The most charitable read on John Krasinski’s IF is that using your imagination shouldn’t be bound by traditional story structure, so why should a film about unfettered imagination need the same? Even then, there’s so much connective tissue missing from scene to scene that it feels less like IF is going for abstract vibes than it’s succumbing to a traumatic brain injury, ultimately and awkwardly landing on a moral far too late to have the impact it deserves.
Twelve-year-old Bea (Cailey Fleming) lost her mother when she was younger, and now her father (Krasinski) is set to go under the knife at a New York City hospital to fix an issue with his heart, forcing Bea to stay with her grandmother (Fiona Shaw) until he recovers. Bea is at the age where she’s trying to grow up in a hurry, especially in light of the fact that she’s theoretically likely to wind up an orphan. Emphasis on theoretically, since dad is weirdly obtuse about telling anyone, especially Bea, exactly what’s wrong with him or what his chances are of surviving.
Bea spends her time preparing for the worst until the day she spots a Betty Boop-style ballerina butterfly, Blossom (Phoebe Waller-Bridge), skulking around her apartment building, getting in heated discussions with her grumpy upstairs neighbor Cal (Ryan Reynolds) and a big fuzzy purple giant named Blue (Steve Carrell). Turns out, Cal is a reluctant caretaker for a placement program-slash-retirement home for imaginary friends whose services are no longer required by the children who dreamed them up. Left with the need to do something productive that’s not waiting for her father to live or die, Bea decides to partner up with Cal to take on the job.
That’s a rich premise with near-infinite possibilities for poignancy and wild humor, as anyone who’s ever watched a single episode of Craig McCracken’s excellent Foster’s Home for Imaginary Friends back in the early aughts can attest to.
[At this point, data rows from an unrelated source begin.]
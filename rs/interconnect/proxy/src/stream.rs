//! Framed I/O shared by the peer and client transports.
//!
//! Established connections are split into a read task and a write task. The
//! read task decodes frames and hands them to the event loop; the write task
//! drains the connection's send queue. Neither task touches any table: all
//! state transitions happen in the event loop, which observes these tasks
//! only through [`ProxyEvent`]s.

use crate::common::{ContentId, NodeIdentity, SessionToken};
use crate::frame::{
    pack_header, unpack_header, FrameError, FrameHeader, FrameKind, HEADER_SIZE,
};
use crate::metrics::DataPlaneMetrics;
use crate::pool::{Packet, PacketPool};
use slog::{warn, Logger};
use std::io;
use std::time::Duration;
use strum_macros::AsRefStr;
use thiserror::Error;
use tokio::io::{AsyncRead, AsyncReadExt, AsyncWrite, AsyncWriteExt};
use tokio::net::{TcpStream, UnixStream};
use tokio::sync::{mpsc, watch};
use tokio::task::JoinHandle;

/// Time to wait for the hello exchange (both sides).
pub const HANDSHAKE_TIMEOUT: Duration = Duration::from_secs(30);

/// Identifies a live connection within one proxy instance.
pub type ConnId = u64;

#[derive(Clone, Copy, Debug, PartialEq, Eq, AsRefStr)]
#[strum(serialize_all = "snake_case")]
pub enum ConnKind {
    Peer,
    Client,
}

#[derive(Debug, Error)]
pub enum StreamError {
    #[error("i/o failure: {0}")]
    Io(#[from] io::Error),
    #[error(transparent)]
    Frame(#[from] FrameError),
    #[error("timed out waiting for the hello exchange")]
    HandshakeTimeout,
    #[error("expected a {expected} frame, got {got}")]
    UnexpectedFrame {
        expected: &'static str,
        got: &'static str,
    },
}

/// A frame queued for writing. The payload buffer returns to its pool when
/// the frame is dropped, whether it was flushed or discarded.
#[derive(Debug)]
pub struct OutFrame {
    pub header: FrameHeader,
    pub payload: Option<Packet>,
}

/// Everything the event loop can observe.
#[derive(Debug)]
pub enum ProxyEvent {
    /// An outbound dial and hello exchange finished.
    PeerDialed {
        content: ContentId,
        expected: NodeIdentity,
        result: Result<(NodeIdentity, TcpStream), StreamError>,
    },
    /// An inbound peer finished its hello exchange.
    PeerAccepted {
        remote: NodeIdentity,
        stream: TcpStream,
    },
    /// A local client finished its hello exchange.
    ClientHello {
        token: SessionToken,
        stream: UnixStream,
    },
    /// A complete frame arrived on an established connection.
    Frame {
        conn: ConnId,
        header: FrameHeader,
        payload: Option<Packet>,
    },
    /// The read side of a connection hit EOF (`reason` is `None`) or failed.
    Disconnected {
        conn: ConnId,
        reason: Option<StreamError>,
    },
    /// The write side drained its queue and shut down, or failed.
    WriterDone { conn: ConnId },
    /// The parent process's liveness pipe reported end of stream.
    ParentGone,
}

pub async fn read_header<R>(reader: &mut R) -> Result<FrameHeader, StreamError>
where
    R: AsyncRead + Unpin,
{
    let mut buf = [0u8; HEADER_SIZE];
    reader.read_exact(&mut buf).await?;
    Ok(unpack_header(&buf)?)
}

/// Reads one complete frame; the payload, if any, lives in a pooled buffer.
pub async fn read_frame<R>(
    reader: &mut R,
    pool: &PacketPool,
) -> Result<(FrameHeader, Option<Packet>), StreamError>
where
    R: AsyncRead + Unpin,
{
    let header = read_header(reader).await?;
    if header.length == 0 {
        return Ok((header, None));
    }
    if header.length as usize > pool.buf_size() {
        return Err(FrameError::Oversize {
            got: header.length,
            limit: pool.buf_size() as u32,
        }
        .into());
    }
    let mut packet = pool.alloc();
    packet.resize(header.length as usize, 0);
    reader.read_exact(&mut packet[..]).await?;
    Ok((header, Some(packet)))
}

pub async fn write_frame<W>(
    writer: &mut W,
    header: &FrameHeader,
    payload: Option<&[u8]>,
) -> io::Result<()>
where
    W: AsyncWrite + Unpin,
{
    writer.write_all(&pack_header(header)).await?;
    if let Some(payload) = payload {
        writer.write_all(payload).await?;
    }
    Ok(())
}

fn expect_kind(header: &FrameHeader, kind: FrameKind) -> Result<(), StreamError> {
    if header.kind != kind || header.length != 0 {
        return Err(StreamError::UnexpectedFrame {
            expected: kind.into(),
            got: header.kind.into(),
        });
    }
    Ok(())
}

/// Dial-side hello exchange: send our identity, read the acceptor's.
pub async fn peer_dial_handshake(
    stream: &mut TcpStream,
    my_id: NodeIdentity,
) -> Result<NodeIdentity, StreamError> {
    let exchange = async {
        write_frame(stream, &FrameHeader::hello(FrameKind::Hello, my_id, 0), None).await?;
        stream.flush().await?;
        let header = read_header(stream).await?;
        expect_kind(&header, FrameKind::HelloAck)?;
        Ok(header.src)
    };
    tokio::time::timeout(HANDSHAKE_TIMEOUT, exchange)
        .await
        .map_err(|_| StreamError::HandshakeTimeout)?
}

/// Accept-side hello exchange: read the dialer's identity, answer with ours.
pub async fn peer_accept_handshake(
    stream: &mut TcpStream,
    my_id: NodeIdentity,
) -> Result<NodeIdentity, StreamError> {
    let exchange = async {
        let header = read_header(stream).await?;
        expect_kind(&header, FrameKind::Hello)?;
        write_frame(
            stream,
            &FrameHeader::hello(FrameKind::HelloAck, my_id, 0),
            None,
        )
        .await?;
        stream.flush().await?;
        Ok(header.src)
    };
    tokio::time::timeout(HANDSHAKE_TIMEOUT, exchange)
        .await
        .map_err(|_| StreamError::HandshakeTimeout)?
}

/// Client-side hello exchange: the client names the session route it will
/// carry; we answer with our identity so it learns who it is talking to.
pub async fn client_accept_handshake(
    stream: &mut UnixStream,
    my_id: NodeIdentity,
) -> Result<SessionToken, StreamError> {
    let exchange = async {
        let header = read_header(stream).await?;
        expect_kind(&header, FrameKind::Hello)?;
        let token = header.aux;
        write_frame(
            stream,
            &FrameHeader::hello(FrameKind::HelloAck, my_id, token),
            None,
        )
        .await?;
        stream.flush().await?;
        Ok(token)
    };
    tokio::time::timeout(HANDSHAKE_TIMEOUT, exchange)
        .await
        .map_err(|_| StreamError::HandshakeTimeout)?
}

/// Per-connection read task. Decodes frames and hands them to the event
/// loop; honors the flow-control gate between frames, never mid-frame.
pub fn spawn_read_task<R>(
    conn: ConnId,
    kind: ConnKind,
    mut reader: R,
    pool: PacketPool,
    events: mpsc::Sender<ProxyEvent>,
    mut gate: watch::Receiver<bool>,
    metrics: DataPlaneMetrics,
) -> JoinHandle<()>
where
    R: AsyncRead + Unpin + Send + 'static,
{
    tokio::spawn(async move {
        loop {
            while *gate.borrow() {
                if gate.changed().await.is_err() {
                    return;
                }
            }
            match read_frame(&mut reader, &pool).await {
                Ok((header, payload)) => {
                    metrics
                        .read_bytes
                        .with_label_values(&[kind.as_ref()])
                        .inc_by(HEADER_SIZE as u64 + header.length as u64);
                    metrics
                        .frames_received
                        .with_label_values(&[header.kind.as_ref()])
                        .inc();
                    if events
                        .send(ProxyEvent::Frame {
                            conn,
                            header,
                            payload,
                        })
                        .await
                        .is_err()
                    {
                        return;
                    }
                }
                Err(err) => {
                    let reason = match err {
                        StreamError::Io(ref e) if e.kind() == io::ErrorKind::UnexpectedEof => None,
                        other => Some(other),
                    };
                    if reason.is_some() {
                        metrics.read_errors.with_label_values(&[kind.as_ref()]).inc();
                    }
                    let _ = events.send(ProxyEvent::Disconnected { conn, reason }).await;
                    return;
                }
            }
        }
    })
}

/// Per-connection write task. Drains the send queue and flushes each frame;
/// TCP_NODELAY is set on peer sockets, so a flush pushes the frame out
/// immediately. Ends when every sender is gone (graceful close) or on a
/// write error, and reports completion either way.
pub fn spawn_write_task<W>(
    conn: ConnId,
    kind: ConnKind,
    mut writer: W,
    mut queue: mpsc::Receiver<OutFrame>,
    events: mpsc::Sender<ProxyEvent>,
    log: Logger,
    metrics: DataPlaneMetrics,
) -> JoinHandle<()>
where
    W: AsyncWrite + Unpin + Send + 'static,
{
    tokio::spawn(async move {
        while let Some(frame) = queue.recv().await {
            let payload = frame.payload.as_ref().map(|p| &p[..]);
            let write = async {
                write_frame(&mut writer, &frame.header, payload).await?;
                writer.flush().await
            };
            match write.await {
                Ok(()) => {
                    metrics
                        .write_bytes
                        .with_label_values(&[kind.as_ref()])
                        .inc_by(HEADER_SIZE as u64 + frame.header.length as u64);
                }
                Err(err) => {
                    warn!(
                        log,
                        "write failed on {} connection {}: {}",
                        kind.as_ref(),
                        conn,
                        err
                    );
                    // Discard whatever is still queued so the buffers return
                    // to the pool, then report the writer as gone.
                    queue.close();
                    while queue.try_recv().is_ok() {}
                    let _ = events.send(ProxyEvent::WriterDone { conn }).await;
                    return;
                }
            }
        }
        let _ = writer.shutdown().await;
        let _ = events.send(ProxyEvent::WriterDone { conn }).await;
    })
}

#[cfg(test)]
mod tests {
    use super::*;
    use crate::frame::FrameKind;

    fn identity(content: i16, dbid: i16) -> NodeIdentity {
        NodeIdentity::new(content, dbid)
    }

    #[tokio::test]
    async fn frame_roundtrip_over_a_stream() {
        let pool = PacketPool::new(1024);
        let (mut a, mut b) = tokio::io::duplex(4096);
        let header = FrameHeader::data(identity(1, 3), identity(0, 2), 9, 6);
        write_frame(&mut a, &header, Some(b"motion")).await.unwrap();

        let (got, payload) = read_frame(&mut b, &pool).await.unwrap();
        assert_eq!(got, header);
        assert_eq!(&payload.unwrap()[..], b"motion");
        assert_eq!(pool.outstanding(), 0);
    }

    #[tokio::test]
    async fn oversize_frames_are_rejected() {
        let pool = PacketPool::new(8);
        let (mut a, mut b) = tokio::io::duplex(4096);
        let header = FrameHeader::data(identity(1, 3), identity(0, 2), 0, 64);
        write_frame(&mut a, &header, Some(&[0u8; 64])).await.unwrap();
        assert!(matches!(
            read_frame(&mut b, &pool).await,
            Err(StreamError::Frame(FrameError::Oversize { .. }))
        ));
    }

    #[tokio::test]
    async fn zero_length_frames_carry_no_packet() {
        let pool = PacketPool::new(1024);
        let (mut a, mut b) = tokio::io::duplex(4096);
        let header = FrameHeader::ack(identity(0, 2), identity(1, 3), 10);
        write_frame(&mut a, &header, None).await.unwrap();
        let (got, payload) = read_frame(&mut b, &pool).await.unwrap();
        assert_eq!(got.kind, FrameKind::Ack);
        assert_eq!(got.aux, 10);
        assert!(payload.is_none());
        assert_eq!(pool.outstanding(), 0);
    }
}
In a bubble, every scene after Bea takes the job is lovingly executed, particularly the showstopper sequence of showing the girl expanding the retirement home to not just a few side rooms off a common hallway, but a multitude of wacky pocket universes that bleed into each other at will.
Also of note are the numerous scenes of Cal and Bea running around New York, trying to match people up with new imaginary friends, using the power of memory to conjure up childhoods, and auditioning which friends are right for the job, leading to a cavalcade of fun celebrity voice cameos in the process. But Bea’s relationship with her own maturity and her father’s inability to take things seriously has no bearing on her work with the imaginary friends, who she never thinks of telling her father or grandmother about, and they seem perfectly fine with that, despite Bea disappearing for hours at a time and paying infrequent visits to her sick parent.
In the end, the fun of the premise and the emotional crux of the story never intertwine. That disconnect cheapens the earnestness of the film’s construction, making even Janusz Kaminski and Michael Giacchino’s wonderful work feel like cheap smash grabs for the heartstrings. Krasinski’s material isn’t cynical in the slightest but seems unable or unwilling to settle on what exactly it wants to say until the pre-credits sequence: a montage of ancillary characters from the film meeting their imaginary friends again as adults that is so simple and moving, it makes the bewildered nature of the rest of the film feel even more unfortunate in retrospect.